==== LISTED ENTRIES ====

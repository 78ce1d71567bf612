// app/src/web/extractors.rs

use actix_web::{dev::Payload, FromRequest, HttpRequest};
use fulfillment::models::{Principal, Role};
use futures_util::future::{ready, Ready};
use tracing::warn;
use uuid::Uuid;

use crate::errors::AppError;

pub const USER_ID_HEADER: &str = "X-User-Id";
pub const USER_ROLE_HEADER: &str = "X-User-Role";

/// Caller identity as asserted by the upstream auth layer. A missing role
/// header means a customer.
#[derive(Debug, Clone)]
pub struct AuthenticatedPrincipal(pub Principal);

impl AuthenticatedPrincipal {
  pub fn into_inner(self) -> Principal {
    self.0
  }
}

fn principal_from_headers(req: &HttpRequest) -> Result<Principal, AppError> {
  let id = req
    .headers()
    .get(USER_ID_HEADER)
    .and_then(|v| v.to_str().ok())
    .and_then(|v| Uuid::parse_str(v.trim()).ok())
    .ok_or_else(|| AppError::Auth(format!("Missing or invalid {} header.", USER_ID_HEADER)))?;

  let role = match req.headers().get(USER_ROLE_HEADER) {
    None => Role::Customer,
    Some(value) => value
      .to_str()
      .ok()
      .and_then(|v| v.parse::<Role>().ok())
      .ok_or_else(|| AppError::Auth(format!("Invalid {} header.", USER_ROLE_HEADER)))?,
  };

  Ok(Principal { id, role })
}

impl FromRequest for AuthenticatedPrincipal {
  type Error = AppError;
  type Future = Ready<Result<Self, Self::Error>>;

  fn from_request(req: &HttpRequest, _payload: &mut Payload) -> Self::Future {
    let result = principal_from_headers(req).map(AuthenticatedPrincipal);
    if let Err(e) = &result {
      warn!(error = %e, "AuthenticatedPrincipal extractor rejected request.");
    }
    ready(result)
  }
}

====

**WHAT THIS TASK INVOLVES**
For each line in the data that holds "type", add one to a count, then report that count alone.

**EXPECTED ANSWER**
2